YOUR ASSIGNMENT:
For the data that follows, report how many lines contain the word "request", and nothing else.

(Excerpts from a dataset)
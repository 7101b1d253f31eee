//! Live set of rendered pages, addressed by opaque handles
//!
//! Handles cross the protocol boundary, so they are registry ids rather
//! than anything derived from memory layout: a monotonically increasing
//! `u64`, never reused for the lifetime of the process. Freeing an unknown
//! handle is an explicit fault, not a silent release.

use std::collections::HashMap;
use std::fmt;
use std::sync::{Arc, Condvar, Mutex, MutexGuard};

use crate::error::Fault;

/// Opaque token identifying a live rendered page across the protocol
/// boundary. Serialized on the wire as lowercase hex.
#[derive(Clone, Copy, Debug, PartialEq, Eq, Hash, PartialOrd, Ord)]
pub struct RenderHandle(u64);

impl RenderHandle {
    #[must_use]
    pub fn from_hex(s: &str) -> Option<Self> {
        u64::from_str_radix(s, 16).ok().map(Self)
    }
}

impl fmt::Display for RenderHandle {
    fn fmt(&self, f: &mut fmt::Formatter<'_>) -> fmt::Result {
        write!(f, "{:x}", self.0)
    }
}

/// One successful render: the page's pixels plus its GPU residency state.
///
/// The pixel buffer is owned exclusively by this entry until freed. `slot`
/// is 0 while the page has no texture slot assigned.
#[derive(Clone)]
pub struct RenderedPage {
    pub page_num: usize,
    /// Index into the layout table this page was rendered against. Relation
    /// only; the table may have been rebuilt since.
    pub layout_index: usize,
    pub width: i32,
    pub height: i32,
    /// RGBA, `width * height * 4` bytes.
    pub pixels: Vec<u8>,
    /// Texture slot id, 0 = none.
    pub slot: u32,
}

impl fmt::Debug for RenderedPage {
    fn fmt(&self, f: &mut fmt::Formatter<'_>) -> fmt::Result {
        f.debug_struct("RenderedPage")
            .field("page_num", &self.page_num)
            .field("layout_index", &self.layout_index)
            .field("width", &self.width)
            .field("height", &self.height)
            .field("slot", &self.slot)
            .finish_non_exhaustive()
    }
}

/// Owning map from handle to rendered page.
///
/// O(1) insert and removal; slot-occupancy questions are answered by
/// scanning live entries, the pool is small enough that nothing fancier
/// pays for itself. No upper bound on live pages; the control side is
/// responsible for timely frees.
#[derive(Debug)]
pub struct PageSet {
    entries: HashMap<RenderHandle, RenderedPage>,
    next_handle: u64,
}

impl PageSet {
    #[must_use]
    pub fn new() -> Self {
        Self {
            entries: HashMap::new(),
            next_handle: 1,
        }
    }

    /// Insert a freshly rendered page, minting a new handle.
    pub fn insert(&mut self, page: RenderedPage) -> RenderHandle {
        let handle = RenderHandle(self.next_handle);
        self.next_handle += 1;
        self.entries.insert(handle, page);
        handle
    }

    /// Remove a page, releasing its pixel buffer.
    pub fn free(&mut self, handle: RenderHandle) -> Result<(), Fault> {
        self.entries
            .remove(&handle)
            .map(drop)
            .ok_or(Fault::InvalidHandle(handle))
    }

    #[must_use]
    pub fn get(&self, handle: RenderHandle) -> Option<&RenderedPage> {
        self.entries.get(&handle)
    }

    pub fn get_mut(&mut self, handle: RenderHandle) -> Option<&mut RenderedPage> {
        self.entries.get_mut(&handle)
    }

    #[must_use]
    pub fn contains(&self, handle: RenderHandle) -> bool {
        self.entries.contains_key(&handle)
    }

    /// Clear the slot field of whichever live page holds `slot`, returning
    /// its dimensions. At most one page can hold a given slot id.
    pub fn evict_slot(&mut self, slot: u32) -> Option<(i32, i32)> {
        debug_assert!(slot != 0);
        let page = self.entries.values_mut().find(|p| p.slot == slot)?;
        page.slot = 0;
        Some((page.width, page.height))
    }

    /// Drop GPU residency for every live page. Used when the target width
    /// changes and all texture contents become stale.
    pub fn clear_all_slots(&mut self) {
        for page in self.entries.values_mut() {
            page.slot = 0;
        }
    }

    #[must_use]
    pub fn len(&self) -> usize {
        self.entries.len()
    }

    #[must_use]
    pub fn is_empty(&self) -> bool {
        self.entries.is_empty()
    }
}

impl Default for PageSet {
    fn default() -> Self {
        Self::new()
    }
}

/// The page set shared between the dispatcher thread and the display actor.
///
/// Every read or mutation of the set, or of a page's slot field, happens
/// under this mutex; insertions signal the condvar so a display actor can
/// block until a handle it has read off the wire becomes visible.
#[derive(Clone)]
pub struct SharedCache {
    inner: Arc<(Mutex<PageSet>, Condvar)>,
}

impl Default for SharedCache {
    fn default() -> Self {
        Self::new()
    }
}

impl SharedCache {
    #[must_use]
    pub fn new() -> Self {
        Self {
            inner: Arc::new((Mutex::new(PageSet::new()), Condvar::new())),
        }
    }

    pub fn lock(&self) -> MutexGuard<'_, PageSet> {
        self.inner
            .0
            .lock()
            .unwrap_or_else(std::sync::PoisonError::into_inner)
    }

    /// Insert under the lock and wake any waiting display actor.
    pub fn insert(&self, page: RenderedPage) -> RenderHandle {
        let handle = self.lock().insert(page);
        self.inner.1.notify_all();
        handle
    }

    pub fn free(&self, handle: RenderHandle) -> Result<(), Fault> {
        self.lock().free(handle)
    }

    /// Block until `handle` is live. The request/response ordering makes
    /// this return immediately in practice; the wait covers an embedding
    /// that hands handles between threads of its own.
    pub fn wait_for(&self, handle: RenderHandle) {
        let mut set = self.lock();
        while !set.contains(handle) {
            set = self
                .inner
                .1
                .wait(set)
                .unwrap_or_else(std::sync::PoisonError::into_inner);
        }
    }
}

* * *

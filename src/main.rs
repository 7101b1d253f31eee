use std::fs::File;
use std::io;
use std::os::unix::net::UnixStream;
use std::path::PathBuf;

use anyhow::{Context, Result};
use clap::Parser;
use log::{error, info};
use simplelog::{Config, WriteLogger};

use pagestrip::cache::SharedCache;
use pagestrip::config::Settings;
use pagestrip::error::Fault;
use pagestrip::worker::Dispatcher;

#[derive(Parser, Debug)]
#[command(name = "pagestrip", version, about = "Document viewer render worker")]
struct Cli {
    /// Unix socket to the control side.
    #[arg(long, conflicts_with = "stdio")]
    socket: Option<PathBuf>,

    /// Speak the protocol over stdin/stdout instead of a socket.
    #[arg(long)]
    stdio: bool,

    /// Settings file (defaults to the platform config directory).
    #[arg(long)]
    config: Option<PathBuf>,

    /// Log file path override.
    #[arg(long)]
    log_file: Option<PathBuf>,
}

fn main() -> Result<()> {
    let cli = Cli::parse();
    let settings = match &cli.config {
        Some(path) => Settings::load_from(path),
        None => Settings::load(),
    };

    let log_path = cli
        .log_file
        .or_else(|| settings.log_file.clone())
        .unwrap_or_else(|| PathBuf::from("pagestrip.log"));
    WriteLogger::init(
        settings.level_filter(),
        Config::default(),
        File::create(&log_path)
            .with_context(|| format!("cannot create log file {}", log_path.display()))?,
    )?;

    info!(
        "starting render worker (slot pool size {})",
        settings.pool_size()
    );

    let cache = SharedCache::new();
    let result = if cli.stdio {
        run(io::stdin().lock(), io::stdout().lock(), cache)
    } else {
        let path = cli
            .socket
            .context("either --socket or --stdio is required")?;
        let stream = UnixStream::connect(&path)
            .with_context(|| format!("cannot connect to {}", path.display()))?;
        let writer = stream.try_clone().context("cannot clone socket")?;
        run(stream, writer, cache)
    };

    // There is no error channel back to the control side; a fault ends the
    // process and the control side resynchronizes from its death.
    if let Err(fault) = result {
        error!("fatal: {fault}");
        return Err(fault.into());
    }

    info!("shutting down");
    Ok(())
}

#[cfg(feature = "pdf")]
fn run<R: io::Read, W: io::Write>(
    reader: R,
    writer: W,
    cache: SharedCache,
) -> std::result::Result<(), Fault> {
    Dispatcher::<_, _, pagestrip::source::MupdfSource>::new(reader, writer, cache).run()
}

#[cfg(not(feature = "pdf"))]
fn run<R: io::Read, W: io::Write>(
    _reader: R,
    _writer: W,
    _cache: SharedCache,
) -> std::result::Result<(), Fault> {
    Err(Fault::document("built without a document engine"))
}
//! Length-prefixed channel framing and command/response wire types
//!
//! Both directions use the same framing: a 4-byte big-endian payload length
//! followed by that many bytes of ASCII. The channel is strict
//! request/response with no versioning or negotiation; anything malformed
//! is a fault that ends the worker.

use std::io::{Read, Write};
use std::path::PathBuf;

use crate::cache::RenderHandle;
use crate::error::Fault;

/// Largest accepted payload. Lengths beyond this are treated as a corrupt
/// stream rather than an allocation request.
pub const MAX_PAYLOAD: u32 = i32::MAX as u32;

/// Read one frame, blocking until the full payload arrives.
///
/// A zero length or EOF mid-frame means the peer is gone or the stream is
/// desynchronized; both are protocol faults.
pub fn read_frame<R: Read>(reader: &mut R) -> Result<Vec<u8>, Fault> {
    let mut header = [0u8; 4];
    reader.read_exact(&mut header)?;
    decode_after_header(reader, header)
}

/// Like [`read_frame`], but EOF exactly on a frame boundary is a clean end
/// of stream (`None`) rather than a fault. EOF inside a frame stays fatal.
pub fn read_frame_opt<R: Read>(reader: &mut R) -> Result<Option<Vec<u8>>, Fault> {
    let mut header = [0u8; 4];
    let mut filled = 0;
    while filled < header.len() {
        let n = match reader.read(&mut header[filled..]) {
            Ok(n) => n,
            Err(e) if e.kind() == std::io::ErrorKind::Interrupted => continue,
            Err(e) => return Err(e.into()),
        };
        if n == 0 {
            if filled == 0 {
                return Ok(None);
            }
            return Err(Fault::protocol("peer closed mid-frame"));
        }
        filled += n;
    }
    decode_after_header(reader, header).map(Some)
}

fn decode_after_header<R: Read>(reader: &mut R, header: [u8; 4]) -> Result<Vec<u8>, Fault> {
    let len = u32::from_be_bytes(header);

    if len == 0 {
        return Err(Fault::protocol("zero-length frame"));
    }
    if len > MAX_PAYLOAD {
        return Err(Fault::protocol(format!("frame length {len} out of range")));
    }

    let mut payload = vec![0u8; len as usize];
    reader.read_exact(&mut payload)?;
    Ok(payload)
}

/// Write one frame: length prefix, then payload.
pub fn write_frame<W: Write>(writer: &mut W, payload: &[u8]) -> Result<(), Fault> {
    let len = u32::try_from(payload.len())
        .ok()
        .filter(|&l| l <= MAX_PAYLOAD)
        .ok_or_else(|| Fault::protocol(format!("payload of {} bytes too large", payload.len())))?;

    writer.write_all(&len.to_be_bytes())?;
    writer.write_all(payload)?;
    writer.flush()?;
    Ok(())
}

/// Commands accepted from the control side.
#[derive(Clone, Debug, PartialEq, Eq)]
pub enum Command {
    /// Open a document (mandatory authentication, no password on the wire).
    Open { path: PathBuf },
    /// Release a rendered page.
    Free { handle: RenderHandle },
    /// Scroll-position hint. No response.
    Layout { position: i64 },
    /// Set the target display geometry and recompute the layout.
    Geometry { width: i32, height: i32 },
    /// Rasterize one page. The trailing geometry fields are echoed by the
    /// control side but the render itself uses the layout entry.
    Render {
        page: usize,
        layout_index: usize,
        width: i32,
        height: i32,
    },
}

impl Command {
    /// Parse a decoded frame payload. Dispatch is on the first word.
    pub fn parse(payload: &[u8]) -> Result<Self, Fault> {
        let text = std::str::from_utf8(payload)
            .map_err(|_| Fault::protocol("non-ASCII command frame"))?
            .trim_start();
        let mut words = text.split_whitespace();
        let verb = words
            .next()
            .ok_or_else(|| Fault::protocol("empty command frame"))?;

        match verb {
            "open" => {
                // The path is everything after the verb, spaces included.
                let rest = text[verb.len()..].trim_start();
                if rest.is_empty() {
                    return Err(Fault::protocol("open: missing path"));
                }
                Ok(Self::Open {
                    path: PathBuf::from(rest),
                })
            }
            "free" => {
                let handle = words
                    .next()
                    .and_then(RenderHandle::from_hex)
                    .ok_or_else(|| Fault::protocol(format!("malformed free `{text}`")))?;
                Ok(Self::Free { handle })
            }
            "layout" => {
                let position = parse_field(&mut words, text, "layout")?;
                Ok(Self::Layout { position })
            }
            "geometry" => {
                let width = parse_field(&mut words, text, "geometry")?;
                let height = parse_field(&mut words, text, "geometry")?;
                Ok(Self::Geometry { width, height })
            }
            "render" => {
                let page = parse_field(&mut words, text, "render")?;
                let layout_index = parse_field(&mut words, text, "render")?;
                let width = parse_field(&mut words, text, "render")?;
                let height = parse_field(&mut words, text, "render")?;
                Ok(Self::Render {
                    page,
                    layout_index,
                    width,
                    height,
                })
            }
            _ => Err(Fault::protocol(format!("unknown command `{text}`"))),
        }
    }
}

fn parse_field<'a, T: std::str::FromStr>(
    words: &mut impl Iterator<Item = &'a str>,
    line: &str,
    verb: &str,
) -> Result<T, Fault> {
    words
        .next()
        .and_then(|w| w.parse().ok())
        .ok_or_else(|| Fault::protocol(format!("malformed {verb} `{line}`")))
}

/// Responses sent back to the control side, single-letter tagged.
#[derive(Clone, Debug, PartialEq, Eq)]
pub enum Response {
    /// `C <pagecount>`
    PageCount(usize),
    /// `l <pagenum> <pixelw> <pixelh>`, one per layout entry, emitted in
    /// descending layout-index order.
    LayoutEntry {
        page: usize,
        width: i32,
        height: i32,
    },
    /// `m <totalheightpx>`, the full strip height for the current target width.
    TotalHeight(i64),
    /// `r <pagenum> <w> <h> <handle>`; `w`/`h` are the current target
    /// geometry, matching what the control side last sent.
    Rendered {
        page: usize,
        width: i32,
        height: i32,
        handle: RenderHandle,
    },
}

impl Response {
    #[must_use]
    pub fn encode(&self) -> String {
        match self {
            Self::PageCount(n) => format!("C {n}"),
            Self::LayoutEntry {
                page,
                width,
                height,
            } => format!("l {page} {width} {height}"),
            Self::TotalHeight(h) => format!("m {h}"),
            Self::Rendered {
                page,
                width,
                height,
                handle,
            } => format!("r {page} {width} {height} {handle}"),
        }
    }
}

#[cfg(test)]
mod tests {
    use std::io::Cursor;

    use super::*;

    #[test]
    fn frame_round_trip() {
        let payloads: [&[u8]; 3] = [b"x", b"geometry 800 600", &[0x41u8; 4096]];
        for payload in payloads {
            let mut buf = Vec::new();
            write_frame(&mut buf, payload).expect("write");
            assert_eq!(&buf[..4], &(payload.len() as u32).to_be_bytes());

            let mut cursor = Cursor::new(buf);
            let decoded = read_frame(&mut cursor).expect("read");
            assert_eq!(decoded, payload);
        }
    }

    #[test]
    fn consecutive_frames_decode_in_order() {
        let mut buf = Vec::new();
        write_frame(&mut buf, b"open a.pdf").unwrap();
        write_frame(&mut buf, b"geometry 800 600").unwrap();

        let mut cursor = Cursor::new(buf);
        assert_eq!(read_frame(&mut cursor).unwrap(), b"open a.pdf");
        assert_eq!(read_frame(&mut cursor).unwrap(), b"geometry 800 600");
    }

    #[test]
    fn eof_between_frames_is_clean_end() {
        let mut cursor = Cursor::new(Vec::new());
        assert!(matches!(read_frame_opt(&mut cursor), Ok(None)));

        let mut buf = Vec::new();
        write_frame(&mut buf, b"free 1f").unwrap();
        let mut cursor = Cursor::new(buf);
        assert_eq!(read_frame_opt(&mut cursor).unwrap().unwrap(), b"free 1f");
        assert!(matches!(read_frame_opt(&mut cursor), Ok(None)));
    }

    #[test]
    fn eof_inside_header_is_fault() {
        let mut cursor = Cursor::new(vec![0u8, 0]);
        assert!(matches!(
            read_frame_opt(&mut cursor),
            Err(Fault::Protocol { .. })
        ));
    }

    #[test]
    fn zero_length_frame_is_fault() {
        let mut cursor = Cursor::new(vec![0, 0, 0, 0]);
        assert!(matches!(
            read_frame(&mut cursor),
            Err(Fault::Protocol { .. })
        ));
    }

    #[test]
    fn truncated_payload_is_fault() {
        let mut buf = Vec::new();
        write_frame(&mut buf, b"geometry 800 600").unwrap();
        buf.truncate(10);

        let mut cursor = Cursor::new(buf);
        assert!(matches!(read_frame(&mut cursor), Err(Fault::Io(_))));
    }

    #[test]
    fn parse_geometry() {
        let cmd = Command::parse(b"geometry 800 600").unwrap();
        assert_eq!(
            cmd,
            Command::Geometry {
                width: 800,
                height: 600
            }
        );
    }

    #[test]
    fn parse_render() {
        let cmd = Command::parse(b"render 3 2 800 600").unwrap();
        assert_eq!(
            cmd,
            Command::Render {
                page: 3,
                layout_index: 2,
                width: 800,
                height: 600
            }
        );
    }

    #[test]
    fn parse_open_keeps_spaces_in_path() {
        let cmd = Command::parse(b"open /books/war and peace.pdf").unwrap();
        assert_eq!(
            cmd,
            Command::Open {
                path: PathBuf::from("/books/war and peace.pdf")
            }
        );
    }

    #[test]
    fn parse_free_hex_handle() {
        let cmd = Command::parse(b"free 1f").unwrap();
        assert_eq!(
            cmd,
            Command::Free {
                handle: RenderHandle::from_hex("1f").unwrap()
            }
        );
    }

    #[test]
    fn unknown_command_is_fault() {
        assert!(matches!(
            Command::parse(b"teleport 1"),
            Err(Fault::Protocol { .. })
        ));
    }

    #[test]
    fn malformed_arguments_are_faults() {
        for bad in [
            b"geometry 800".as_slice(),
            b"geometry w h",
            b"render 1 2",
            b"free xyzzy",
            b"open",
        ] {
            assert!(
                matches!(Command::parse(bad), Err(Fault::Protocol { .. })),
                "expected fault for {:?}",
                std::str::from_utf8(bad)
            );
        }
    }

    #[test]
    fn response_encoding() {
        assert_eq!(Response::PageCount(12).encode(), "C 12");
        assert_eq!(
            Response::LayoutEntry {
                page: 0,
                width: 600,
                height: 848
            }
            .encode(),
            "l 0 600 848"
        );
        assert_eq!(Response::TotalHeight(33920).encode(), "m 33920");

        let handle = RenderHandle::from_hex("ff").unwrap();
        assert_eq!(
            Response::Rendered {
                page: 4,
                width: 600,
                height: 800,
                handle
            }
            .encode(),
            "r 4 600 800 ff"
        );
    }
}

SOLUTION TO THE PROBLEM:
3